The duo is playing this largely through investing in med-tech companies, which is the biggest sector weight in the portfolio. In broad terms, the proportion of a population using prescribed medicines and medical devices such as hearing aids increases with age, and med-tech companies have a vital role to play in catering for this demand. The appeal for Miton is that these companies have predictable and dampened competition because they are semi-regulated businesses.

“They are high-return-on-capital businesses as a consequence of having high barriers to entry, the regulation aspect, the fact they do a lot of R&D and because they generate so much intellectual property,” says Brown.

Med-tech is different to big pharma, however, which Moreno and Brown say they find difficult to analyse and therefore don’t hold in the portfolio.

“It’s hard to look at a drug that’s on phase 2B and predict whether it is going to become commercial,” says Moreno. “We think drug pricing is more of a headwind, whereas medtech is about lowering the cost to deliver healthcare, so there is more of a tailwind.”

Another theme the pair is playing is the so-called ‘internet of things’, and four of the portfolio’s top 10 holdings are what they term “internet-connected businesses”. They highlight top holding Scout24, 3.9% of the portfolio, which is a German property and used car website in the same ilk as Rightmove and Autotrader in the UK, and eighth-largest holding Interoll, a Swiss manufacturer of rollers used in the automation of warehouses.

Online banking and finance is also an area the duo likes, evident in that its 10th-largest position is in Fineco Bank – Italy’s version of Hargreaves Lansdown – and Norwegian internet bank Sbanken.

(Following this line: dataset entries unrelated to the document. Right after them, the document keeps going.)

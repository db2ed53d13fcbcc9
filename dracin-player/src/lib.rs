//! Dracin Player Library
//!
//! Client-side playback core of the Dracin drama streaming app: the player
//! state store, playback clock and input controller, progress sync engine and
//! auto-advance controller, plus the collaborators they talk to and a tokio
//! runtime that drives them.
//!
//! A [`PlayerSession`] is fully deterministic and can be driven directly with
//! virtual time; [`PlayerRuntime`] drives one from real time, commands, media
//! callbacks and backend completions.

pub mod api;
pub mod config;
pub mod error;
pub mod logging;
pub mod playback;
pub mod runtime;
pub mod state;

pub use config::{PlayerSettings, TomlConfig};
pub use error::{Error, Result};
pub use playback::{MediaElement, MediaEvent, PlayerCommand, PlayerSession, SimulatedMedia};
pub use runtime::{PlayerHandle, PlayerRuntime};
pub use state::{PlaybackSession, PlayerStore};
/// Playback session for one player mount
pub struct PlayerSession {
    settings: PlayerSettings,
    store: PlayerStore,
    clock: PlaybackClock,
    input: InputController,
    sync: ProgressSync,
    auto_advance: AutoAdvance,
    timers: Timers,
    events: EventBus,
    reported: Reported,
    pending_resume: Option<PendingResume>,
    closed: bool,
}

Brown says the banking sector is a winners versus losers situation, making it ripe for disruption.

“The real problem is that banks can’t grow their top line. They’re in gentle decline because the start-ups are all over them and each individual bit is being picked off.”

The duo also sees Europe as very strong on brands, particularly luxury goods and cars. The portfolio’s fifth-largest holding is Ferrari which, interestingly, the pair put into the luxury goods bracket rather than automobiles. With ticket prices starting at £250,000 and going up to £2.5m, Brown classes it as “super luxury”.

“Ferrari’s a lovely story because it produces 8,500 cars a year. Our view is that it could probably get to 20,000 vehicles in the medium term.” The company is also looking to expand the range by producing four door SUVs that Brown argues would make its growth margin very high.

“They’ve got loads of spare capacity at their two plants,” he says. “I think Ferrari’s got a chance of becoming the largest car company in the world.”

The final theme is technical excellence, which is described by Moreno as engineering prowess. Companies that fit this mould include GTT, a French designer of linings for liquefied natural gas (LNG) storage tanks used in shipyards. The shipyards actually build the tanks but GTT owns the intellectual property which it licenses out.

“What’s really cool about it is they have a 99% market share and LNG is actually a growth business because the US is throwing off gas and China needs to shut down all its coal power stations,” says Moreno.

Positive culture

Brown and Moreno have worked together for 10 years having previously been co-managers on the Thames River European Dynamic Growth Fund. They say the partnership has thrived given the culture at Miton and the confidence senior management has in them, particularly its penchant for non-benchmarked funds.

“Fund managers don’t work in isolation, you work within a company that has to want you to do well,” says Moreno. “The success of any great fund manager is a result of a mixture of their skill and the company finding its niche and wanting to nurture them.

“You can be a great football player but if you play for Huddersfield, you’re not going to have many goals. You’ve got to be in the right environment.”